━━ EXERCISE INPUT

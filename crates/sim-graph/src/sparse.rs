//! Sparse adjacency back-end.
//!
//! One neighbor set per node, tuned for frequent mutation. Neighbor sets are
//! ordered so that iteration is reproducible for a fixed seed.

use std::collections::{BTreeSet, HashMap};

use crate::backend::{Backend, RawGraph};
use crate::error::GraphError;
use crate::ids::NodeId;

/// Hash-of-sets adjacency storage.
#[derive(Debug, Clone, Default)]
pub struct AdjacencySets {
    directed: bool,
    successors: HashMap<NodeId, BTreeSet<NodeId>>,
    predecessors: HashMap<NodeId, BTreeSet<NodeId>>,
}

impl AdjacencySets {
    /// Creates an empty undirected adjacency.
    pub fn undirected() -> Self {
        Self::default()
    }

    /// Creates an empty directed adjacency.
    pub fn directed() -> Self {
        Self {
            directed: true,
            ..Self::default()
        }
    }
}

impl Backend for AdjacencySets {
    fn is_directed(&self) -> bool {
        self.directed
    }

    fn insert_node(&mut self, id: NodeId) -> Result<(), GraphError> {
        self.successors.entry(id).or_default();
        if self.directed {
            self.predecessors.entry(id).or_default();
        }
        Ok(())
    }

    fn delete_node(&mut self, id: NodeId) -> Vec<(NodeId, NodeId)> {
        let mut removed = Vec::new();
        let out = self.successors.remove(&id).unwrap_or_default();
        if self.directed {
            let inc = self.predecessors.remove(&id).unwrap_or_default();
            for v in out {
                if v != id {
                    if let Some(preds) = self.predecessors.get_mut(&v) {
                        preds.remove(&id);
                    }
                }
                removed.push((id, v));
            }
            for u in inc {
                if u == id {
                    continue;
                }
                if let Some(succs) = self.successors.get_mut(&u) {
                    succs.remove(&id);
                }
                removed.push((u, id));
            }
        } else {
            for v in out {
                if v != id {
                    if let Some(neighbors) = self.successors.get_mut(&v) {
                        neighbors.remove(&id);
                    }
                }
                removed.push((id, v));
            }
        }
        removed
    }

    fn insert_edge(&mut self, u: NodeId, v: NodeId) -> bool {
        let inserted = self.successors.entry(u).or_default().insert(v);
        if !inserted {
            return false;
        }
        if self.directed {
            self.predecessors.entry(v).or_default().insert(u);
        } else {
            self.successors.entry(v).or_default().insert(u);
        }
        true
    }

    fn delete_edge(&mut self, u: NodeId, v: NodeId) -> bool {
        let removed = self
            .successors
            .get_mut(&u)
            .map(|succs| succs.remove(&v))
            .unwrap_or(false);
        if !removed {
            return false;
        }
        if self.directed {
            if let Some(preds) = self.predecessors.get_mut(&v) {
                preds.remove(&u);
            }
        } else if let Some(neighbors) = self.successors.get_mut(&v) {
            neighbors.remove(&u);
        }
        true
    }

    fn contains_node(&self, id: NodeId) -> bool {
        self.successors.contains_key(&id)
    }

    fn contains_edge(&self, u: NodeId, v: NodeId) -> bool {
        self.successors
            .get(&u)
            .is_some_and(|succs| succs.contains(&v))
    }

    fn successors(&self, id: NodeId) -> Vec<NodeId> {
        self.successors
            .get(&id)
            .map(|succs| succs.iter().copied().collect())
            .unwrap_or_default()
    }

    fn predecessors(&self, id: NodeId) -> Vec<NodeId> {
        let source = if self.directed {
            &self.predecessors
        } else {
            &self.successors
        };
        source
            .get(&id)
            .map(|preds| preds.iter().copied().collect())
            .unwrap_or_default()
    }

    fn raw(&self) -> RawGraph<'_> {
        RawGraph::Adjacency {
            successors: &self.successors,
            predecessors: self.directed.then_some(&self.predecessors),
        }
    }
}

━━━━

**TASK DIRECTIONS**
Copy the lines from the start of the data verbatim, stopping after the line containing "Hash-of-sets adjacency storage.".

**EXERCISE SOLUTION**
filename crates/sim-graph/src/sparse.rs
//! Sparse adjacency back-end.
//!
//! One neighbor set per node, tuned for frequent mutation. Neighbor sets are
//! ordered so that iteration is reproducible for a fixed seed.

use std::collections::{BTreeSet, HashMap};

use crate::backend::{Backend, RawGraph};
use crate::error::GraphError;
use crate::ids::NodeId;

/// Hash-of-sets adjacency storage.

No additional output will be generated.